Records drawn from a dataset
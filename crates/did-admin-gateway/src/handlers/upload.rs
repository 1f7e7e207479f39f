//! Upload endpoints: DID import, area-code import and templates.
//!
//! Files are sent as text, either inside a JSON [`ImportRequest`] or as the
//! raw body. Multipart handling is left to whatever fronts the gateway.

use std::sync::Arc;

use axum::extract::{Path, State};
use axum::response::{IntoResponse, Response};
use axum::Json;
use serde::Serialize;

use did_admin_import::Template;
use did_admin_inventory::{ImportRequest, Inventory};

use super::{csv_attachment, ApiResponse, BulkResult};
use crate::error::ApiError;
use crate::state::GatewayState;

type AppState<I> = State<Arc<GatewayState<I>>>;

/// Template body: the header row and one sample row.
#[derive(Debug, Serialize)]
pub struct TemplateBody {
    /// Column headers.
    pub headers: &'static [&'static str],
    /// Example values.
    pub sample: &'static [&'static str],
}

fn template(kind: &str) -> Result<Template, ApiError> {
    kind.parse::<Template>()
        .map_err(|_| ApiError::NotFound("Template not found".to_string()))
}

/// Parse and map an upload without importing it.
///
/// # Errors
///
/// Returns `ApiError::BadRequest` if the file can't be read.
pub async fn preview<I>(
    State(state): AppState<I>,
    Json(body): Json<ImportRequest>,
) -> Result<impl IntoResponse, ApiError>
where
    I: Inventory + 'static,
{
    Ok(ApiResponse::ok(state.inventory.preview_import(body).await?))
}

/// Import DIDs.
///
/// # Errors
///
/// Returns `ApiError::BadRequest` for unreadable files, a missing provider
/// or an unmapped number column; nothing is written in those cases.
pub async fn import_dids<I>(
    State(state): AppState<I>,
    Json(body): Json<ImportRequest>,
) -> Result<impl IntoResponse, ApiError>
where
    I: Inventory + 'static,
{
    let outcome = state.inventory.import_dids(body).await?;
    let message = format!(
        "Imported {} DIDs, skipped {} duplicates",
        outcome.success_count, outcome.duplicate_count
    );
    Ok(ApiResponse::ok(outcome).with_message(message))
}

/// Import an `Area Code,State` CSV sent as the raw body.
///
/// # Errors
///
/// Returns `ApiError::BadRequest` if either column is missing.
pub async fn import_area_codes<I>(
    State(state): AppState<I>,
    body: String,
) -> Result<impl IntoResponse, ApiError>
where
    I: Inventory + 'static,
{
    let count = state.inventory.import_area_codes(&body).await?;
    Ok(ApiResponse::ok(BulkResult { count })
        .with_message(format!("Imported {count} area codes")))
}

/// Template headers and sample row for `dids` or `areacodes`.
///
/// # Errors
///
/// Returns `ApiError::NotFound` for any other type.
pub async fn get_template(Path(kind): Path<String>) -> Result<impl IntoResponse, ApiError> {
    let template = template(&kind)?;
    let body = TemplateBody {
        headers: template.headers(),
        sample: template.sample(),
    };
    Ok(ApiResponse::ok(body).with_message(format!("{template} template retrieved successfully")))
}

/// The template as a downloadable CSV file.
///
/// # Errors
///
/// Returns `ApiError::NotFound` for an unknown type.
pub async fn download_template(Path(kind): Path<String>) -> Result<Response, ApiError> {
    let template = template(&kind)?;
    Ok(csv_attachment(template.file_name(), template.to_csv()))
}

* _What to do_
Scan the lines above for "TemplateBody", then copy every one that has it.

* _Solution for this problem_
pub struct TemplateBody {
    let body = TemplateBody {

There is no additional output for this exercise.